# Autocross



## Mick (Dec 31, 2011)

Would you like some butter with that roll?

can't wait til I can get mine on a track. I'll be starting out with suspension parts before working on power.


----------



## scha7530 (Apr 15, 2012)

The body roll on that isn't too bad...and in general body roll might not be a bad thing (see Miatas). 

I'll have my Cruze out to some autocrossing when I get it broken in. Here's my truck in action (Its surprisingly fun and fast for what it is)


----------



## XtremeRevolution (Jan 19, 2012)

scha7530 said:


> The body roll on that isn't too bad...and in general body roll might not be a bad thing (see Miatas).
> 
> I'll have my Cruze out to some autocrossing when I get it broken in. Here's my truck in action (Its surprisingly fun and fast for what it is)


Bingo! Body roll isn't that significant of an issue as people make it out to be. Ever seen what a Lotus looks like when it's taking corners on Top Gear (UK)? That Cruze actually looks very well composed in those corners.


----------



## Mick (Dec 31, 2011)

That's the truck I went into the dealer for when I walked out with my Cruze. Love their look.


----------



## ShyEco (Dec 14, 2011)

I'm a tad over 5000 miles - so like any normal human being I took it racing. Pick ups are scary when they are in the same category as Cruze.

All my buddies are telling me to get a new car haha.


----------



## Cleck (Dec 5, 2011)

Looks fine. You're doing it right by learning on what you actually drive. More people would benefit from autocross, it teaches you your car's limits, along with your own. Eventually, if you work at it enough, you can close the gap between your skill and the car limit. I wish more people on the road knew how to drive these days, autocross definitely makes you a better driver.

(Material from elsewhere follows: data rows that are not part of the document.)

//! Library for regenerating the SQL grammar railroad diagrams in the
//! CockroachDB docs repository.
//!
//! The work is a strictly sequential pipeline of external collaborators:
//! pull the code repository, build the grammar-extraction target, then
//! render the generated BNF files as SVG diagrams into the docs repository,
//! restricted by a user-supplied filter. The first collaborator failure
//! aborts the run; there is no retry and no rollback.

#![warn(missing_docs)]
#![warn(rust_2018_idioms)]
#![warn(rust_2021_compatibility)]
#![warn(missing_debug_implementations)]
#![warn(clippy::missing_docs_in_private_items)]
#![warn(rustdoc::broken_intra_doc_links)]

pub mod config;
pub mod process;

use std::ffi::OsString;
use std::path::Path;

use anyhow::Result;
use anyhow::bail;
use tracing::info;

pub use config::Config;
pub use process::CommandRunner;
pub use process::SystemRunner;

/// The version control collaborator.
const GIT: &str = "git";

/// The build tool collaborator.
const MAKE: &str = "make";

/// The diagram generator collaborator.
const DOCGEN: &str = "docgen";

/// The `make` target that builds the grammar-extraction binary and leaves
/// the generated BNF files under the code repository.
const BNF_TARGET: &str = "bin/.docgen_bnfs";

/// Regenerates the grammar diagrams described by `config`.
///
/// Runs pull, build, and generate in that order, stopping at the first
/// failure.
pub fn regenerate(config: &Config, runner: &dyn CommandRunner) -> Result<()> {
    pull(config, runner)?;
    build(config, runner)?;
    generate(config, runner)
}

/// Pulls the code repository to its latest state.
///
/// Plain `git pull`, deferring to the checkout's configuration for the
/// remote and branch.
fn pull(config: &Config, runner: &dyn CommandRunner) -> Result<()> {
    info!(
        "pulling `{code_dir}`",
        code_dir = config.code_dir().display()
    );
    run(runner, GIT, vec!["pull".into()], config.code_dir())
}

/// Builds the grammar-extraction target in the code repository.
fn build(config: &Config, runner: &dyn CommandRunner) -> Result<()> {
    info!("building `{BNF_TARGET}`");
    run(runner, MAKE, vec![BNF_TARGET.into()], config.code_dir())
}

/// Renders the generated BNF files as SVG diagrams into the docs
/// repository.
///
/// The working directory can be anywhere that isn't the code repository;
/// the docs repository is used.
fn generate(config: &Config, runner: &dyn CommandRunner) -> Result<()> {
    info!(
        "generating diagrams into `{diagrams_dir}`",
        diagrams_dir = config.diagrams_dir().display()
    );
    run(
        runner,
        DOCGEN,
        vec![
            "grammar".into(),
            "svg".into(),
            config.generated_bnf_dir().into_os_string(),
            config.diagrams_dir().into_os_string(),
            format!("--filter={filter}", filter = config.filter()).into(),
        ],
        config.docs_dir(),
    )
}

/// Runs a collaborator and fails on a non-zero exit.
fn run(runner: &dyn CommandRunner, program: &str, args: Vec<OsString>, dir: &Path) -> Result<()> {
    let status = runner.run(program, &args, dir)?;
    if !status.success() {
        bail!("`{program}` failed with {status}");
    }

    Ok(())
}
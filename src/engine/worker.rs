//! Worker loop
//!
//! Every worker in the pool runs the same loop: scan the registered roots,
//! take one pending item from each root that has work, and process it. A
//! worker never parks on a single root, so fast domains keep making progress
//! while rate-limited ones wait, and service across domains approximates
//! round-robin.
//!
//! Per-item failures resolve to an explicit skip outcome consumed here; they
//! are structurally incapable of terminating the loop.

use crate::engine::fetcher::{fetch_page, FetchOutcome};
use crate::engine::job::CrawlJob;
use crate::engine::CrawlEngine;
use crate::extract;
use crate::index::{Document, DocumentSink};
use std::sync::Arc;
use std::time::Duration;

/// Cooperative yield between scans of the active-root set
const SCAN_INTERVAL: Duration = Duration::from_millis(1);

/// What became of one frontier item
#[derive(Debug)]
enum ItemOutcome {
    /// Fetched, indexed, and expanded into the frontier
    Indexed,
    /// Dropped with a reason; traversal of the root continues
    Skipped(String),
}

/// Runs one worker until its task is aborted
pub(crate) async fn run_worker(engine: Arc<CrawlEngine>, worker_id: u32) {
    tracing::debug!("Worker {} started", worker_id);

    loop {
        tokio::time::sleep(SCAN_INTERVAL).await;

        for job in engine.active_jobs().await {
            let Some((url, depth)) = job.pop().await else {
                // Drained frontier: completion check instead of a fetch
                engine.tracker().on_frontier_drained(job.root());
                continue;
            };

            if depth == engine.config().max_depth {
                // Already counted for dedup, never fetched
                continue;
            }

            match process_item(&engine, &job, &url, depth).await {
                ItemOutcome::Indexed => {
                    tracing::debug!("Indexed {} (depth {})", url, depth);
                }
                ItemOutcome::Skipped(reason) => {
                    tracing::warn!("Skipping {}: {}", url, reason);
                }
            }
        }
    }
}

/// Processes one frontier item end to end
async fn process_item(
    engine: &CrawlEngine,
    job: &CrawlJob,
    url: &str,
    depth: u32,
) -> ItemOutcome {
    job.admit(engine.config().max_rps).await;

    let body = match fetch_page(engine.client(), url).await {
        FetchOutcome::Success { body } => body,
        FetchOutcome::HttpStatus { status_code } => {
            return ItemOutcome::Skipped(format!("HTTP {}", status_code));
        }
        FetchOutcome::Failed { error } => {
            return ItemOutcome::Skipped(error);
        }
    };

    let page = extract::extract(&body, job.root());

    let document = Document {
        url: url.to_string(),
        content: page.text,
    };
    if let Err(e) = engine.sink().index(&document).await {
        return ItemOutcome::Skipped(format!("index write failed: {}", e));
    }

    job.push_links(page.links, depth + 1).await;
    job.record_fetched().await;
    engine.tracker().on_page_fetched(job.root());

    ItemOutcome::Indexed
}
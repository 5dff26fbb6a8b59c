//! SQLite stat store implementation
//!
//! This module provides a SQLite-based implementation of the StatStore trait.

use crate::stats::CrawlStatus;
use crate::storage::schema::initialize_schema;
use crate::storage::traits::{StatStore, StorageError, StorageResult};
use crate::storage::StatRecord;
use chrono::{DateTime, Utc};
use rusqlite::{params, Connection, OptionalExtension, Row};
use std::path::Path;

/// SQLite stat store backend
pub struct SqliteStatStore {
    conn: Connection,
}

impl SqliteStatStore {
    /// Opens (or creates) the stat database at the given path
    pub fn new(path: &Path) -> StorageResult<Self> {
        let conn = Connection::open(path)?;

        conn.execute_batch(
            "
            PRAGMA journal_mode = WAL;
            PRAGMA synchronous = NORMAL;
            PRAGMA temp_store = MEMORY;
        ",
        )?;

        initialize_schema(&conn)?;

        Ok(Self { conn })
    }

    /// Creates an in-memory database (for testing)
    #[cfg(test)]
    pub fn new_in_memory() -> StorageResult<Self> {
        let conn = Connection::open_in_memory()?;
        initialize_schema(&conn)?;
        Ok(Self { conn })
    }

    fn record_from_row(row: &Row<'_>) -> rusqlite::Result<(i64, String, String, i64, bool, String, u64)> {
        Ok((
            row.get(0)?,
            row.get(1)?,
            row.get(2)?,
            row.get(3)?,
            row.get::<_, i64>(4)? != 0,
            row.get(5)?,
            row.get::<_, i64>(6)? as u64,
        ))
    }

    fn build_record(
        raw: (i64, String, String, i64, bool, String, u64),
    ) -> StorageResult<StatRecord> {
        let (id, domain, status, author_id, https, last_update, pages_count) = raw;

        let last_update = DateTime::parse_from_rfc3339(&last_update)
            .map_err(|_| StorageError::Timestamp(last_update.clone()))?
            .with_timezone(&Utc);

        Ok(StatRecord {
            id,
            domain,
            status: CrawlStatus::from_db_string(&status).unwrap_or(CrawlStatus::Crawling),
            author_id,
            https,
            last_update,
            pages_count,
        })
    }
}

const SELECT_COLUMNS: &str =
    "id, domain, status, author_id, https, last_update, pages_count";

impl StatStore for SqliteStatStore {
    fn create_stat(
        &mut self,
        domain: &str,
        status: &CrawlStatus,
        author_id: i64,
        https: bool,
        last_update: DateTime<Utc>,
        pages_count: u64,
    ) -> StorageResult<i64> {
        self.conn
            .execute(
                "INSERT INTO stats (domain, status, author_id, https, last_update, pages_count)
                 VALUES (?1, ?2, ?3, ?4, ?5, ?6)",
                params![
                    domain,
                    status.to_db_string(),
                    author_id,
                    https as i64,
                    last_update.to_rfc3339(),
                    pages_count as i64,
                ],
            )
            .map_err(constraint_aware)?;

        Ok(self.conn.last_insert_rowid())
    }

    fn update_progress(
        &mut self,
        id: i64,
        pages_count: u64,
        last_update: DateTime<Utc>,
    ) -> StorageResult<()> {
        let updated = self.conn.execute(
            "UPDATE stats SET pages_count = ?1, last_update = ?2 WHERE id = ?3",
            params![pages_count as i64, last_update.to_rfc3339(), id],
        )?;

        if updated == 0 {
            return Err(StorageError::StatNotFound(id));
        }
        Ok(())
    }

    fn update_status(
        &mut self,
        id: i64,
        status: &CrawlStatus,
        last_update: DateTime<Utc>,
    ) -> StorageResult<()> {
        let updated = self.conn.execute(
            "UPDATE stats SET status = ?1, last_update = ?2 WHERE id = ?3",
            params![status.to_db_string(), last_update.to_rfc3339(), id],
        )?;

        if updated == 0 {
            return Err(StorageError::StatNotFound(id));
        }
        Ok(())
    }

    fn get_stat(&self, id: i64) -> StorageResult<StatRecord> {
        let raw = self
            .conn
            .query_row(
                &format!("SELECT {} FROM stats WHERE id = ?1", SELECT_COLUMNS),
                params![id],
                Self::record_from_row,
            )
            .optional()?
            .ok_or(StorageError::StatNotFound(id))?;

        Self::build_record(raw)
    }

    fn latest_for_domain(&self, domain: &str) -> StorageResult<Option<StatRecord>> {
        let raw = self
            .conn
            .query_row(
                &format!(
                    "SELECT {} FROM stats WHERE domain = ?1 ORDER BY id DESC LIMIT 1",
                    SELECT_COLUMNS
                ),
                params![domain],
                Self::record_from_row,
            )
            .optional()?;

        raw.map(Self::build_record).transpose()
    }

    fn stats_for_domain(&self, domain: &str) -> StorageResult<Vec<StatRecord>> {
        let mut stmt = self.conn.prepare(&format!(
            "SELECT {} FROM stats WHERE domain = ?1 ORDER BY id ASC",
            SELECT_COLUMNS
        ))?;

        let rows = stmt.query_map(params![domain], Self::record_from_row)?;

        let mut records = Vec::new();
        for raw in rows {
            records.push(Self::build_record(raw?)?);
        }
        Ok(records)
    }
}

/// Maps SQLite constraint failures to the distinct error kind callers match on
fn constraint_aware(err: rusqlite::Error) -> StorageError {
    match &err {
        rusqlite::Error::SqliteFailure(code, _)
            if code.code == rusqlite::ErrorCode::ConstraintViolation =>
        {
            StorageError::ConstraintViolation(err.to_string())
        }
        _ => StorageError::Sqlite(err),
    }
}
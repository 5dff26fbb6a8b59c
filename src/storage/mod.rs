//! Storage module for persisted crawl progress
//!
//! This module handles the stat store: the one external table requesters poll
//! to observe crawl progress. It covers:
//! - SQLite database initialization and schema management
//! - Stat record create/update/read operations behind the StatStore trait

mod schema;
mod sqlite;
mod traits;

pub use sqlite::SqliteStatStore;
pub use traits::{StatStore, StorageError, StorageResult};

use crate::stats::CrawlStatus;
use chrono::{DateTime, Utc};
use std::path::Path;

/// Opens (or creates) a stat store database
pub fn open_store(path: &Path) -> StorageResult<SqliteStatStore> {
    SqliteStatStore::new(path)
}

/// One persisted row per crawl attempt
///
/// Multiple rows may share `domain` with different `author_id`s: the intake
/// policy records interest from a second requester without starting a second
/// concurrent job.
#[derive(Debug, Clone)]
pub struct StatRecord {
    pub id: i64,
    pub domain: String,
    pub status: CrawlStatus,
    pub author_id: i64,
    pub https: bool,
    pub last_update: DateTime<Utc>,
    pub pages_count: u64,
}

impl StatRecord {
    /// Whether this record is still fresh under the given re-crawl interval
    pub fn is_fresh(&self, recrawl_interval: chrono::Duration, now: DateTime<Utc>) -> bool {
        self.last_update + recrawl_interval > now
    }
}
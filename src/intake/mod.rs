//! Intake: admission of crawl requests
//!
//! Requests arrive as `{ "domain": ..., "authorId": ... }` payloads over an
//! at-least-once message transport. The transport itself is an external
//! collaborator; this module only decides what a delivered request means:
//! start new work, ignore a duplicate, record another requester's interest in
//! a crawl that is already running or recently finished, or reject the
//! request outright.
//!
//! The freshness rule is implemented literally: an existing record blocks a
//! re-crawl when it is still inside the re-crawl interval, or when it shows
//! zero pages with a non-Crawling status. The second arm is known to be
//! logically inconsistent with the first in places; it is preserved as the
//! established behavior pending product clarification (see DESIGN.md).

use crate::engine::CrawlEngine;
use crate::stats::CrawlStatus;
use crate::Result;
use chrono::{Duration, Utc};
use serde::Deserialize;
use std::sync::Arc;
use tokio::sync::mpsc;

/// Rejection reason recorded when a request names no protocol
const NO_PROTOCOL: &str = "protocol should be specified";

/// Decoded intake message payload
#[derive(Debug, Clone, Deserialize)]
pub struct IntakeRequest {
    pub domain: String,
    #[serde(rename = "authorId")]
    pub author_id: i64,
}

/// What admission decided for one request
#[derive(Debug, Clone, PartialEq, Eq)]
pub enum Admission {
    /// A new crawl job was registered
    Started,
    /// Same requester, same domain, nothing new to do
    Duplicate,
    /// Another requester claimed visibility into an existing crawl
    InterestRecorded,
    /// The request was invalid; an Error record was persisted
    Rejected(String),
}

/// Applies the re-crawl/ownership policy to incoming requests
pub struct IntakeHandler {
    engine: Arc<CrawlEngine>,
    recrawl_interval: Duration,
}

impl IntakeHandler {
    pub fn new(engine: Arc<CrawlEngine>) -> Self {
        let recrawl_interval = Duration::seconds(engine.config().recrawl_interval_secs);
        Self {
            engine,
            recrawl_interval,
        }
    }

    /// Admits one crawl request
    ///
    /// Redelivery of the same `(domain, authorId)` inside the re-crawl
    /// interval is idempotent: it resolves to `Duplicate` without touching
    /// the store or the engine.
    pub async fn admit(&self, domain: &str, author_id: i64) -> Result<Admission> {
        let https = if domain.starts_with("https://") {
            true
        } else if domain.starts_with("http://") {
            false
        } else {
            let store = self.engine.tracker().store();
            let mut store = store.lock().unwrap();
            store.create_stat(
                domain,
                &CrawlStatus::Error(NO_PROTOCOL.to_string()),
                author_id,
                false,
                Utc::now(),
                0,
            )?;
            return Ok(Admission::Rejected(NO_PROTOCOL.to_string()));
        };

        let existing = {
            let store = self.engine.tracker().store();
            let store = store.lock().unwrap();
            store.latest_for_domain(domain)?
        };

        if let Some(existing) = existing {
            let fresh = existing.is_fresh(self.recrawl_interval, Utc::now());
            let settled_empty =
                existing.pages_count == 0 && existing.status != CrawlStatus::Crawling;

            if fresh || settled_empty {
                if existing.author_id == author_id {
                    return Ok(Admission::Duplicate);
                }

                // Interest only: the domain is already being (or was recently)
                // crawled, so no second job is started for the same URL state
                let store = self.engine.tracker().store();
                let mut store = store.lock().unwrap();
                store.create_stat(
                    domain,
                    &existing.status,
                    author_id,
                    existing.https,
                    Utc::now(),
                    0,
                )?;
                return Ok(Admission::InterestRecorded);
            }
            // Stale record: fall through and crawl again
        }

        self.engine.register_job(domain, author_id, https).await?;
        Ok(Admission::Started)
    }
}

/// Consumes raw intake payloads until the channel closes
///
/// The transport acknowledges a delivery once `admit` has returned, so a
/// crash mid-request redelivers it; `admit` keeps redelivery harmless.
/// Malformed payloads are logged and dropped rather than wedging the loop.
pub async fn consume(handler: IntakeHandler, mut payloads: mpsc::Receiver<Vec<u8>>) {
    while let Some(payload) = payloads.recv().await {
        let request: IntakeRequest = match serde_json::from_slice(&payload) {
            Ok(request) => request,
            Err(e) => {
                tracing::warn!("Dropping malformed intake payload: {}", e);
                continue;
            }
        };

        match handler.admit(&request.domain, request.author_id).await {
            Ok(Admission::Started) => {
                tracing::info!("Crawl started for {}", request.domain);
            }
            Ok(Admission::Duplicate) => {
                tracing::debug!(
                    "Duplicate request for {} from author {}",
                    request.domain,
                    request.author_id
                );
            }
            Ok(Admission::InterestRecorded) => {
                tracing::info!(
                    "Recorded author {} interest in {}",
                    request.author_id,
                    request.domain
                );
            }
            Ok(Admission::Rejected(reason)) => {
                tracing::warn!("Rejected request for {}: {}", request.domain, reason);
            }
            Err(e) => {
                tracing::error!("Intake failed for {}: {}", request.domain, e);
            }
        }
    }

    tracing::info!("Intake stream closed");
}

As for body roll, I had an 02 Grand Am coupe that I first autocrossed in. Body roll like a ship at sea, but it worked, set me up for my next turn:



















That car was fun


----------



## blacksheep40 (Jun 9, 2012)

so autocross in a cruze eco? had lots of fun in my mach, but not sure how competitive the eco could be.n


----------



## NYCruze2012 (Jan 16, 2012)

I love when you people do that! I get so much joy watching you guys abuse your car while my car is safe and sound.

Sent from my DROID3


----------



## iKermit (Dec 13, 2010)

nycruze2012 said:


> i love when you people do that! I get so much joy watching you guys abuse your car while my car is safe and sound.
> 
> Sent from my droid3


boring.


----------



## Mick (Dec 31, 2011)

iKermit said:


> boring.


Truth



blacksheep40 said:


> so autocross in a cruze eco? had lots of fun in my mach, but not sure how competitive the eco could be.n


If you're competing your Cruz against machs, not very fun. If you're competing against yourself it can be very fun. Which is what autocross is about really.


----------



## NYCruze2012 (Jan 16, 2012)

iKermit said:


> boring.


 I am living vicariously through you guys!

Sent from my DROID3


----------



## silverls (Nov 12, 2011)

NYCruze2012 said:


> I love when you people do that! I get so much joy watching you guys abuse your car while my car is safe and sound.
> 
> Sent from my DROID3


If you call that abuse then your car must be very sheltered. There's nothing particularly abusive to a car when autocrossing

Sent from my DROID BIONIC using AutoGuide.Com Free App


----------



## blacksheep40 (Jun 9, 2012)

i built the mach1 to be the ultimate bachelor mobile. awesome car. but then i got married and i now have a 5 month old daughter so i did what any responsible father would do, i bought a cruze eco!


----------